NSCLC driver mutations in the Quebec population: Epidemiologic and clinical evaluation.

Abstract

e22159
Background: Recent advances in lung cancer treatment embrace the recognition of molecular pathways implicated in its pathogenicity, paving the path to personalized therapies. We conducted a retrospective analysis to characterize the molecular features of the population treated for non-squamous non-small cell lung cancer (NS-NSCLC) in the province of Quebec. Methods: 622 patients with NS-NSCLC and adequate tumor blocks, treated at the CHUM between 2006 and 2008, were included. All samples were tested for ALK translocations (by IHC and FISH), EGFR classical exon 19 and 21 mutations by PCR (fragment analysis and qPCR) and for KRAS codon 12 and 13 mutations by mismatch PCR-RFLP. Molecular features were matched to demographic characteristics and clinical outcomes. Results: So far, complete results are available for 153 patients. Considering the amount of tumor tissue available, this population is largely represented by patients with local or loco-regional disease (n= 140, 91.5%).
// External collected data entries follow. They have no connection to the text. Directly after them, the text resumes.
//! The lock policy document.
//!
//! JSON at [`crate::POLICY_PATH`] inside the repository tree, read from the
//! incoming commit of the push so policy changes take effect atomically
//! with the commit that introduces them. The document is loaded fresh on
//! every push; nothing is cached across invocations.

use std::collections::BTreeMap;

use fence_core::repo::Repository;
use gix_hash::ObjectId;
use serde::{Deserialize, Serialize};

use crate::POLICY_PATH;

/// Policy for one lock key.
#[derive(Debug, Clone, PartialEq, Eq, Serialize, Deserialize)]
#[serde(rename_all = "camelCase", default)]
pub struct KeyPolicy {
    /// Maximum number of simultaneously valid tokens.
    pub capacity: u32,
    /// Suggested token lifetime for clients; not enforced server-side.
    pub ttl_seconds: u64,
    /// Protected-path globs; empty means the key never triggers
    /// branch-side enforcement but can still be acquired and released.
    pub patterns: Vec<String>,
}

impl Default for KeyPolicy {
    fn default() -> Self {
        Self {
            capacity: 1,
            ttl_seconds: 0,
            patterns: Vec::new(),
        }
    }
}

/// The parsed policy document.
#[derive(Debug, Clone, Default, PartialEq, Eq, Serialize, Deserialize)]
#[serde(default)]
pub struct LockPolicy {
    /// Actors exempt from capacity and ownership checks.
    pub admins: Vec<String>,
    /// Per-key policies; unknown keys fall back to [`KeyPolicy::default`].
    pub keys: BTreeMap<String, KeyPolicy>,
}

impl LockPolicy {
    /// Parse the JSON document.
    pub fn parse(json: &str) -> Result<Self, serde_json::Error> {
        serde_json::from_str(json)
    }

    /// The policy for `key`, defaulting when the key is not configured.
    pub fn for_key(&self, key: &str) -> KeyPolicy {
        self.keys.get(key).cloned().unwrap_or_default()
    }

    /// Whether `actor` is an admin (case-insensitive).
    pub fn is_admin(&self, actor: &str) -> bool {
        self.admins
            .iter()
            .any(|admin| fence_core::identity::same_actor(admin, actor))
    }

    /// Load the policy for one push.
    ///
    /// Reads [`POLICY_PATH`] from the incoming commit when given, falling
    /// back to the current `HEAD` tip, falling back to the empty policy.
    /// An unparsable document is skipped with a warning rather than
    /// enforced half-understood.
    pub fn load(repo: &Repository, incoming: Option<&ObjectId>) -> Self {
        let revs = incoming
            .map(ToString::to_string)
            .into_iter()
            .chain(std::iter::once("HEAD".to_string()));
        for rev in revs {
            let Some(text) = repo.show_file(&rev, POLICY_PATH) else {
                continue;
            };
            match Self::parse(&text) {
                Ok(policy) => return policy,
                Err(err) => log::warn!("ignoring unparsable lock policy at {rev}: {err}"),
            }
        }
        Self::default()
    }
}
A minority of patients (10.3%) was never or light smokers (< 10 pack-yrs). Only 2 patients (1.3%) were of Asian descent. The following table depicts the outcomes of this cohort of patients segregated according to mutation status and extent of disease. Conclusions: ALK rearrangements were not identified in this unselected NS-NSCLC population characterized by localized disease and strong smoking history. ALK translocation prevalence in different populations is likely to be largely influenced by its tumor stage distribution, tobacco exposure and the use of selection criteria for molecular testing. An expanded cohort of patients will be presented at the meeting. [Table: see text]